Yes, you will see how Fury lost his eye, which is amusing, albeit perhaps overly cute.

And for kids who grew up during the 1990s, prepare to have your childhoods pandered to relentlessly, with a sweet grunge-era soundtrack and what are probably a few too many references to how slow and antiquated both computers and the internet were back then, even though I still found them funny.

If it sounds like I’m reviewing this film like I’m going down a checklist, that’s because “Captain Marvel,” even more than any Marvel film, exists primarily to set the stage for the films to follow: in this case “Avengers: Endgame,” which is being released next month.

It’s all good, but it’s not great. As much as Neo in “The Matrix” gave boys a Chosen One character whose coolness they could aspire to, “Captain Marvel” gives girls a heroine whose lifetime of struggles they’ll likely be able to relate to, even if she’s nowhere near as inspiring as Gal Gadot’s astonishingly triumphant “Wonder Woman.”

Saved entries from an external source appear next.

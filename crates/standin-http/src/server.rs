//! HTTP transport binding.
//!
//! Accepts connections, decodes requests into [`SynthRequest`] values,
//! applies the rate-limit admission check, and encodes orchestrator results
//! back onto the wire. One task per connection.

use crate::handler::{RequestOrchestrator, SynthRequest, SynthResponse};
use crate::rate_limit::{admission_key, RateLimiter};
use bytes::Bytes;
use http_body_util::{BodyExt, Full};
use hyper::body::Incoming;
use hyper::server::conn::http1;
use hyper::service::service_fn;
use hyper::{Request, Response, StatusCode};
use hyper_util::rt::TokioIo;
use std::collections::HashMap;
use std::convert::Infallible;
use std::net::SocketAddr;
use std::sync::Arc;
use tokio::net::TcpListener;
use tracing::{error, info, warn};

pub struct Server {
    orchestrator: Arc<RequestOrchestrator>,
    rate_limiter: Option<Arc<RateLimiter>>,
}

impl Server {
    pub fn new(
        orchestrator: Arc<RequestOrchestrator>,
        rate_limiter: Option<Arc<RateLimiter>>,
    ) -> Self {
        Self {
            orchestrator,
            rate_limiter,
        }
    }

    /// Accept loop; returns on ctrl-c.
    pub async fn run(self, addr: SocketAddr) -> Result<(), anyhow::Error> {
        let listener = TcpListener::bind(addr).await?;
        info!("listening on {addr}");

        loop {
            let accepted = tokio::select! {
                accepted = listener.accept() => accepted,
                _ = tokio::signal::ctrl_c() => {
                    info!("shutting down");
                    return Ok(());
                }
            };
            let (stream, client_addr) = match accepted {
                Ok(pair) => pair,
                Err(e) => {
                    warn!("accept failed: {e}");
                    continue;
                }
            };

            let orchestrator = self.orchestrator.clone();
            let rate_limiter = self.rate_limiter.clone();
            tokio::spawn(async move {
                let io = TokioIo::new(stream);
                let service = service_fn(move |req| {
                    handle(req, orchestrator.clone(), rate_limiter.clone(), client_addr)
                });
                if let Err(e) = http1::Builder::new().serve_connection(io, service).await {
                    error!("connection error from {client_addr}: {e}");
                }
            });
        }
    }
}

async fn handle(
    req: Request<Incoming>,
    orchestrator: Arc<RequestOrchestrator>,
    rate_limiter: Option<Arc<RateLimiter>>,
    client_addr: SocketAddr,
) -> Result<Response<Full<Bytes>>, Infallible> {
    let method = req.method().to_string();
    let path = req.uri().path().to_string();

    if method == "GET" && path == "/health" {
        return Ok(json_response(200, r#"{"status":"ok"}"#.to_string()));
    }

    if let Some(limiter) = &rate_limiter {
        if !limiter.check(&admission_key(&client_addr.ip().to_string(), &path)) {
            warn!("rate limit exceeded for {client_addr} on {path}");
            return Ok(json_response(
                429,
                r#"{"error":"rate limit exceeded"}"#.to_string(),
            ));
        }
    }

    let query = parse_query(req.uri().query());
    let headers: HashMap<String, String> = req
        .headers()
        .iter()
        .filter_map(|(k, v)| {
            v.to_str()
                .ok()
                .map(|value| (k.as_str().to_lowercase(), value.to_string()))
        })
        .collect();

    let body = match req.into_body().collect().await {
        Ok(collected) => String::from_utf8_lossy(&collected.to_bytes()).to_string(),
        Err(e) => {
            warn!("failed to read request body from {client_addr}: {e}");
            String::new()
        }
    };

    let request = SynthRequest {
        method,
        path,
        query,
        headers,
        body,
    };
    let response = orchestrator.process(request).await;
    Ok(encode(response))
}

fn parse_query(query: Option<&str>) -> HashMap<String, String> {
    let mut params = HashMap::new();
    if let Some(q) = query {
        for pair in q.split('&') {
            if let Some((key, value)) = pair.split_once('=') {
                let key = urlencoding::decode(key).unwrap_or_default().to_string();
                let value = urlencoding::decode(value).unwrap_or_default().to_string();
                params.insert(key, value);
            } else if !pair.is_empty() {
                let key = urlencoding::decode(pair).unwrap_or_default().to_string();
                params.insert(key, String::new());
            }
        }
    }
    params
}

fn encode(response: SynthResponse) -> Response<Full<Bytes>> {
    let mut builder = Response::builder().status(
        StatusCode::from_u16(response.status).unwrap_or(StatusCode::INTERNAL_SERVER_ERROR),
    );

    if let Some(location) = &response.location {
        builder = builder.header(hyper::header::LOCATION, location);
    }

    let bytes = match &response.body {
        Some(value) => {
            builder = builder.header(
                hyper::header::CONTENT_TYPE,
                if response.content_type.is_empty() {
                    "application/json"
                } else {
                    response.content_type.as_str()
                },
            );
            Bytes::from(value.to_string())
        }
        None => Bytes::new(),
    };

    builder
        .body(Full::new(bytes))
        .unwrap_or_else(|_| fallback_response())
}

fn json_response(status: u16, body: String) -> Response<Full<Bytes>> {
    Response::builder()
        .status(StatusCode::from_u16(status).unwrap_or(StatusCode::INTERNAL_SERVER_ERROR))
        .header(hyper::header::CONTENT_TYPE, "application/json")
        .body(Full::new(Bytes::from(body)))
        .unwrap_or_else(|_| fallback_response())
}

fn fallback_response() -> Response<Full<Bytes>> {
    let mut response = Response::new(Full::new(Bytes::from("response build error")));
    *response.status_mut() = StatusCode::INTERNAL_SERVER_ERROR;
    response
}

#[cfg(test)]
mod tests {
    use super::*;
    use crate::handler::SynthResponse;
    use serde_json::json;

    #[test]
    fn test_parse_query_decodes_values() {
        let params = parse_query(Some("name=New%20York&flag&n=3"));
        assert_eq!(params["name"], "New York");
        assert_eq!(params["flag"], "");
        assert_eq!(params["n"], "3");
        assert!(parse_query(None).is_empty());
    }

    #[test]
    fn test_parse_query_decodes_keys() {
        let params = parse_query(Some("user%20name=ann&tag%2Bid=7&lone%20flag"));
        assert_eq!(params["user name"], "ann");
        assert_eq!(params["tag+id"], "7");
        assert_eq!(params["lone flag"], "");
    }

    #[test]
    fn test_encode_json_body() {
        let encoded = encode(SynthResponse::json(200, "application/json", json!({"a": 1})));
        assert_eq!(encoded.status(), StatusCode::OK);
        assert_eq!(
            encoded.headers()[hyper::header::CONTENT_TYPE],
            "application/json"
        );
    }

    #[test]
    fn test_encode_redirect_sets_location() {
        let encoded = encode(SynthResponse::redirect("https://x/cb?a=1".to_string()));
        assert_eq!(encoded.status(), StatusCode::TEMPORARY_REDIRECT);
        assert_eq!(encoded.headers()[hyper::header::LOCATION], "https://x/cb?a=1");
    }

    #[test]
    fn test_encode_no_content_has_no_body_headers() {
        let encoded = encode(SynthResponse::no_content());
        assert_eq!(encoded.status(), StatusCode::NO_CONTENT);
        assert!(encoded.headers().get(hyper::header::CONTENT_TYPE).is_none());
    }
}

After the ways in which “Thor: Ragnarok” and “Black Panther” seemed to dispense with the market-tested Marvel formula, the most disappointing aspect of “Captain Marvel” is how it reverts to the fast-food standard that critics of Marvel have called out, but even then, it remains solidly okay.

The real trick will be how the Avengers manage to incorporate a somewhat overpowered character with a still-vague personality into their endearingly naturalistic family dynamic.

As always with Marvel films, there are mid-credits and end-credits scenes.

Because this is the first film released since the passing of Marvel Comics founding father Stan Lee, there is much more than a guest appearance in his honor this time, and those tributes are easily the best part of the film.